[Opening Data supplied section]
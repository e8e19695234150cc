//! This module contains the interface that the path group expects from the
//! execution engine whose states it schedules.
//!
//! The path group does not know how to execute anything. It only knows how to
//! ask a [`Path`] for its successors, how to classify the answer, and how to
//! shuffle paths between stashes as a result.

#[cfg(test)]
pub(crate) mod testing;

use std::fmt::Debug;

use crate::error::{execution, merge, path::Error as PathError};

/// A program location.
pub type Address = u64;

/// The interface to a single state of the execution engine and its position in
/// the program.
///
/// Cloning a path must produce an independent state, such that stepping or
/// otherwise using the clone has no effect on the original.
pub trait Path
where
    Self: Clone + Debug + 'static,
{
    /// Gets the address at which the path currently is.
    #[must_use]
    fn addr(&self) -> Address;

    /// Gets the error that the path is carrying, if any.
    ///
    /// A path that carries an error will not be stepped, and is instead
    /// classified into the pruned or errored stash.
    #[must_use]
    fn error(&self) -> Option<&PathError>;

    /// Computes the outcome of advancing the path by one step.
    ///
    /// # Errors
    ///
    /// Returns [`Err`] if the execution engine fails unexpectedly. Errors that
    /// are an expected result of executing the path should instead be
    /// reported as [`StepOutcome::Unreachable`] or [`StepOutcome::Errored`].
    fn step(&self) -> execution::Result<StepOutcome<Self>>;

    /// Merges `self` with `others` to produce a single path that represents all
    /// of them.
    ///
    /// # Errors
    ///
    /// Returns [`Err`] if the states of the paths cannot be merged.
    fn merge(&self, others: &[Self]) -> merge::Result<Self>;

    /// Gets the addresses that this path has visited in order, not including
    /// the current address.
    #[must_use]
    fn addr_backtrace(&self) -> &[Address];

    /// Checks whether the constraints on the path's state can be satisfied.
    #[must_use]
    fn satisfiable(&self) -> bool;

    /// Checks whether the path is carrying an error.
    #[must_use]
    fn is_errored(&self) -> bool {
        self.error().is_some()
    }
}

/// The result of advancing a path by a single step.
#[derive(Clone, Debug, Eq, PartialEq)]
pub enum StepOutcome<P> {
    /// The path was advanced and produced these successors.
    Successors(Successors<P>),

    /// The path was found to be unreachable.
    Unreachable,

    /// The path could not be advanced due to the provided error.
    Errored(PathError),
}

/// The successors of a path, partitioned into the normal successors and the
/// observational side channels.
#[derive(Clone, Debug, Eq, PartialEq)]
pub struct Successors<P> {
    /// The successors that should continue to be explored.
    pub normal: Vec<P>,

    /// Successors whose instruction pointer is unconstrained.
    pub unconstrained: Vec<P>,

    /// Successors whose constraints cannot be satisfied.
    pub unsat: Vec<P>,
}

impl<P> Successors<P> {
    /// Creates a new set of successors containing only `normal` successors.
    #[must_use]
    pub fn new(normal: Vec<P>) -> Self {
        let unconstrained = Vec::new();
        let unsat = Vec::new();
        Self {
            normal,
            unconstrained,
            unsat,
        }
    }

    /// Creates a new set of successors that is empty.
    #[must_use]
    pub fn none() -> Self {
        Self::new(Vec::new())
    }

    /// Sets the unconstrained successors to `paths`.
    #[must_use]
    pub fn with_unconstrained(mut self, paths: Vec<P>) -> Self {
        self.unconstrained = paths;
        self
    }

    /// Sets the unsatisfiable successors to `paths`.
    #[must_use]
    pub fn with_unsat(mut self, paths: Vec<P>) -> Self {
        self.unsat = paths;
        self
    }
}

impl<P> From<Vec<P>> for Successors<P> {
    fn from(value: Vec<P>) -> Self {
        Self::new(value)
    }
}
[Closing Data supplied section]
Work required:
Reproduce the listing shown above in its entirety, exactly.

Response to the task:
repository e8e19695234150cc
//! This module contains the interface that the path group expects from the
//! execution engine whose states it schedules.
//!
//! The path group does not know how to execute anything. It only knows how to
//! ask a [`Path`] for its successors, how to classify the answer, and how to
//! shuffle paths between stashes as a result.

#[cfg(test)]
pub(crate) mod testing;

use std::fmt::Debug;

use crate::error::{execution, merge, path::Error as PathError};

/// A program location.
pub type Address = u64;

/// The interface to a single state of the execution engine and its position in
/// the program.
///
/// Cloning a path must produce an independent state, such that stepping or
/// otherwise using the clone has no effect on the original.
pub trait Path
where
    Self: Clone + Debug + 'static,
{
    /// Gets the address at which the path currently is.
    #[must_use]
    fn addr(&self) -> Address;

    /// Gets the error that the path is carrying, if any.
    ///
    /// A path that carries an error will not be stepped, and is instead
    /// classified into the pruned or errored stash.
    #[must_use]
    fn error(&self) -> Option<&PathError>;

    /// Computes the outcome of advancing the path by one step.
    ///
    /// # Errors
    ///
    /// Returns [`Err`] if the execution engine fails unexpectedly. Errors that
    /// are an expected result of executing the path should instead be
    /// reported as [`StepOutcome::Unreachable`] or [`StepOutcome::Errored`].
    fn step(&self) -> execution::Result<StepOutcome<Self>>;

    /// Merges `self` with `others` to produce a single path that represents all
    /// of them.
    ///
    /// # Errors
    ///
    /// Returns [`Err`] if the states of the paths cannot be merged.
    fn merge(&self, others: &[Self]) -> merge::Result<Self>;

    /// Gets the addresses that this path has visited in order, not including
    /// the current address.
    #[must_use]
    fn addr_backtrace(&self) -> &[Address];

    /// Checks whether the constraints on the path's state can be satisfied.
    #[must_use]
    fn satisfiable(&self) -> bool;

    /// Checks whether the path is carrying an error.
    #[must_use]
    fn is_errored(&self) -> bool {
        self.error().is_some()
    }
}

/// The result of advancing a path by a single step.
#[derive(Clone, Debug, Eq, PartialEq)]
pub enum StepOutcome<P> {
    /// The path was advanced and produced these successors.
    Successors(Successors<P>),

    /// The path was found to be unreachable.
    Unreachable,

    /// The path could not be advanced due to the provided error.
    Errored(PathError),
}

/// The successors of a path, partitioned into the normal successors and the
/// observational side channels.
#[derive(Clone, Debug, Eq, PartialEq)]
pub struct Successors<P> {
    /// The successors that should continue to be explored.
    pub normal: Vec<P>,

    /// Successors whose instruction pointer is unconstrained.
    pub unconstrained: Vec<P>,

    /// Successors whose constraints cannot be satisfied.
    pub unsat: Vec<P>,
}

impl<P> Successors<P> {
    /// Creates a new set of successors containing only `normal` successors.
    #[must_use]
    pub fn new(normal: Vec<P>) -> Self {
        let unconstrained = Vec::new();
        let unsat = Vec::new();
        Self {
            normal,
            unconstrained,
            unsat,
        }
    }

    /// Creates a new set of successors that is empty.
    #[must_use]
    pub fn none() -> Self {
        Self::new(Vec::new())
    }

    /// Sets the unconstrained successors to `paths`.
    #[must_use]
    pub fn with_unconstrained(mut self, paths: Vec<P>) -> Self {
        self.unconstrained = paths;
        self
    }

    /// Sets the unsatisfiable successors to `paths`.
    #[must_use]
    pub fn with_unsat(mut self, paths: Vec<P>) -> Self {
        self.unsat = paths;
        self
    }
}

impl<P> From<Vec<P>> for Successors<P> {
    fn from(value: Vec<P>) -> Self {
        Self::new(value)
    }
}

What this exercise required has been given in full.